Personal information
- Full name: Hernán Daniel Fredes
- Date of birth: 27 March 1987 (age 38)
- Place of birth: Avellaneda, Argentina
- Height: 1.72 m (5 ft 8 in)
- Position: Midfielder

Youth career
- Independiente

Senior career*
- Years: Team / Apps / (Gls)
- 2006–2014: Independiente / 184 / (5)
- 2009–2010: → Metalist Kharkiv (loan) / 4 / (0)
- 2014–2016: Arsenal de Sarandi / 35 / (0)
- 2016–2017: Defensa y Justicia / 33 / (1)
- 2018: 3 de Febrero / 39 / (5)
- 2019: Sol de América / 25 / (2)
- 2020–2021: Unión San Felipe / 14 / (1)
- 2022: Chacarita Juniors / 21 / (0)
- 2023: Juventud Unida Universitario / 20 / (1)
- Total:  / 375 / (15)

= Hernán Fredes =

Argentine footballer

Hernán Fredes (born 27 March 1987) is an Argentine former professional footballer who played as a midfielder.

==Career==
Fredes made his professional debut in February 2006 and quickly established himself as an important member of the first team squad, playing in various positions including central and left midfielder and second striker.

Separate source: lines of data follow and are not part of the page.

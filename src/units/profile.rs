use std::ops::AddAssign;

use serde::{Deserialize, Serialize};

/// Values for the five race/ethnicity categories.
///
/// Holds raw counts in a `Totals` and proportions in a `Profile`. The categories
/// overlap (Hispanic origin is orthogonal to race), so proportions need not sum to one.
#[derive(Clone, Copy, Debug, Default, PartialEq, Serialize, Deserialize)]
pub struct Demographics {
    pub hispanic: f64,
    pub white: f64,
    pub black: f64,
    pub american_indian: f64,
    pub asian: f64,
}

impl Demographics {
    /// Category names, in the order used by `to_array`.
    pub const CATEGORIES: [&'static str; 5] = ["hispanic", "white", "black", "american_indian", "asian"];

    #[inline]
    pub fn to_array(&self) -> [f64; 5] {
        [self.hispanic, self.white, self.black, self.american_indian, self.asian]
    }

    #[inline]
    pub fn from_array([hispanic, white, black, american_indian, asian]: [f64; 5]) -> Self {
        Self { hispanic, white, black, american_indian, asian }
    }

    /// Apply `f` to every category.
    #[inline]
    pub fn map(&self, f: impl Fn(f64) -> f64) -> Self {
        Self::from_array(self.to_array().map(f))
    }
}

impl AddAssign for Demographics {
    fn add_assign(&mut self, other: Self) {
        self.hispanic += other.hispanic;
        self.white += other.white;
        self.black += other.black;
        self.american_indian += other.american_indian;
        self.asian += other.asian;
    }
}

/// Running sums for a unit or a district: population, race counts,
/// SNAP-recipient mass and population-weighted wage mass.
#[derive(Clone, Copy, Debug, Default, PartialEq)]
pub struct Totals {
    pub population: f64,
    pub race: Demographics,
    pub food: f64,
    pub wages: f64,
}

impl Totals {
    /// Fold another aggregate into this one.
    #[inline]
    pub fn add(&mut self, other: &Totals) {
        self.population += other.population;
        self.race += other.race;
        self.food += other.food;
        self.wages += other.wages;
    }

    /// Normalize sums by population. `None` when the population is not positive.
    pub fn profile(&self) -> Option<Profile> {
        if !(self.population > 0.0) { return None }
        let population = self.population;

        Some(Profile {
            race: self.race.map(|count| count / population),
            food: self.food / population,
            wages: self.wages / population,
        })
    }
}

/// Normalized (per-capita) feature vector used for distance comparisons.
#[derive(Clone, Copy, Debug, Default, PartialEq)]
pub struct Profile {
    pub race: Demographics,
    pub food: f64,
    pub wages: f64,
}
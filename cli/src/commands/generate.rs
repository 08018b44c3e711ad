use anyhow::Result;
use clustermander::{CsvPlanWriter, Generator, GeneratorConfig};

use crate::cli::{Cli, GenerateArgs};

/// Defaults, overlaid by the config file, overlaid by explicit flags.
fn config(args: &GenerateArgs) -> Result<GeneratorConfig> {
    let mut config = match &args.config {
        Some(path) => GeneratorConfig::read_from_json(path)?,
        None => GeneratorConfig::default(),
    };

    if let Some(districts) = args.districts { config.districts = districts }
    if let Some(attempts) = args.attempts { config.max_attempts = attempts }
    if let Some(plans) = args.plans { config.target_plans = plans }
    if let Some(tolerance) = args.tolerance { config.tolerance = tolerance }
    if let Some(w) = args.w_race { config.weights.race = w }
    if let Some(w) = args.w_food { config.weights.food = w }
    if let Some(w) = args.w_wages { config.weights.wages = w }
    if args.seed.is_some() { config.seed = args.seed }
    if args.parallel { config.parallel = true }

    Ok(config)
}

pub fn run(_cli: &Cli, args: &GenerateArgs) -> Result<()> {
    let out_dir = args.output.clone().unwrap_or("./plans".into());
    let config = config(args)?;

    let (region, stdev) = super::load_region(&args.input)?;
    let generator = Generator::new(region, stdev, config)?;

    let mut writer = CsvPlanWriter::new(&out_dir)?;
    let summary = generator.run(&mut writer)?;

    println!("Generated {} valid plans in {} attempts (master seed {})",
        summary.accepted, summary.attempts, summary.master_seed);
    for (kind, count) in &summary.rejections {
        println!("  rejected {count}: {kind}");
    }
    println!("Plans written to {}", out_dir.display());

    Ok(())
}
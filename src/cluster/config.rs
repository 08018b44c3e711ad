use std::{fs::File, io::BufReader, path::Path};

use anyhow::{ensure, Context, Result};
use serde::{Deserialize, Serialize};

use crate::distance::FeatureWeights;

/// Settings for a plan-generation run. Every field has a default, so a JSON
/// config file only needs the keys it overrides.
#[derive(Clone, Debug, PartialEq, Serialize, Deserialize)]
#[serde(default, deny_unknown_fields)]
pub struct GeneratorConfig {
    /// Number of districts per plan.
    pub districts: usize,
    /// Attempt budget for the whole run.
    pub max_attempts: usize,
    /// Stop once this many plans have been accepted.
    pub target_plans: usize,
    /// Allowed excess over the target population, as a fraction.
    pub tolerance: f64,
    pub weights: FeatureWeights,
    /// Master seed. A random one is drawn (and logged) when absent.
    pub seed: Option<u64>,
    /// Evaluate attempts on the rayon thread pool.
    pub parallel: bool,
    /// Attempts evaluated per parallel batch.
    pub batch_size: usize,
}

impl Default for GeneratorConfig {
    fn default() -> Self {
        Self {
            districts: 14,
            max_attempts: 2000,
            target_plans: 50,
            tolerance: 0.05,
            weights: FeatureWeights::default(),
            seed: None,
            parallel: false,
            batch_size: 64,
        }
    }
}

impl GeneratorConfig {
    /// Load a config from a JSON file.
    pub fn read_from_json(path: &Path) -> Result<Self> {
        let file = File::open(path)
            .with_context(|| format!("[cluster::config] Failed to open config file: {}", path.display()))?;
        serde_json::from_reader(BufReader::new(file))
            .with_context(|| format!("[cluster::config] Failed to parse config file: {}", path.display()))
    }

    /// Reject settings the generator cannot run with.
    pub fn validate(&self) -> Result<()> {
        ensure!(self.districts > 0, "[cluster::config] districts must be at least 1");
        ensure!(self.target_plans > 0, "[cluster::config] target_plans must be at least 1");
        ensure!(self.batch_size > 0, "[cluster::config] batch_size must be at least 1");
        ensure!(self.tolerance.is_finite() && self.tolerance >= 0.0,
            "[cluster::config] tolerance must be a non-negative number, got {}", self.tolerance);

        let FeatureWeights { race, food, wages } = self.weights;
        ensure!([race, food, wages].iter().all(|w| w.is_finite() && *w >= 0.0),
            "[cluster::config] weights must be non-negative numbers, got race={race} food={food} wages={wages}");

        Ok(())
    }

    /// Largest population a district may reach for the given target.
    #[inline]
    pub fn population_bound(&self, target: f64) -> f64 { target * (1.0 + self.tolerance) }
}
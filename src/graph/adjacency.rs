use ahash::AHashMap;

use crate::types::UnitId;

/// Undirected neighbor relation between unit identifiers.
///
/// Every neighbor list is sorted and free of duplicates, and the relation is
/// symmetric: if `a` lists `b`, then `b` lists `a`.
#[derive(Debug, Default, Clone)]
pub struct AdjacencyList {
    neighbors: AHashMap<UnitId, Vec<UnitId>>,
}

impl AdjacencyList {
    pub fn new() -> Self { Self::default() }

    /// Build an adjacency list from an iterator of undirected edges.
    pub fn from_edges(edges: impl IntoIterator<Item = (UnitId, UnitId)>) -> Self {
        let mut adjacency = Self::new();
        edges.into_iter().for_each(|(a, b)| adjacency.add_edge(a, b));
        adjacency
    }

    /// Insert an undirected edge. Self-loops and repeated edges are ignored.
    pub fn add_edge(&mut self, a: UnitId, b: UnitId) {
        if a == b { return }
        Self::insert_sorted(self.neighbors.entry(a.clone()).or_default(), b.clone());
        Self::insert_sorted(self.neighbors.entry(b).or_default(), a);
    }

    fn insert_sorted(list: &mut Vec<UnitId>, id: UnitId) {
        if let Err(pos) = list.binary_search(&id) { list.insert(pos, id) }
    }

    /// Neighbors of `id`, or `None` when `id` has no entry at all.
    #[inline]
    pub fn neighbors(&self, id: &str) -> Option<&[UnitId]> {
        self.neighbors.get(id).map(Vec::as_slice)
    }

    #[inline] pub fn contains(&self, id: &str) -> bool { self.neighbors.contains_key(id) }

    /// Number of identifiers with an entry.
    #[inline] pub fn len(&self) -> usize { self.neighbors.len() }

    #[inline] pub fn is_empty(&self) -> bool { self.neighbors.is_empty() }

    /// Number of undirected edges.
    pub fn edge_count(&self) -> usize {
        self.neighbors.values().map(Vec::len).sum::<usize>() / 2
    }

    /// Iterate over all identifiers with an entry, in no particular order.
    pub fn ids(&self) -> impl Iterator<Item = &UnitId> + '_ { self.neighbors.keys() }
}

On 7 July 2009, Fredes signed for Ukrainian side Metalist Kharkiv on loan from Independiente. He returned to Independiente in January 2010.

From the 2010–11 season onwards, he became a determined player on the Independiente squad, winning the Copa Nissan Sudamericana 2010 for first time in club history. On 9 April 2011, he made a goal against Godoy Cruz at Independiente's stadium.

In June 2013, Fredes injured his knee. He was considered out of action for at least six months.

In 2014, he signed with Arsenal de Sarandí.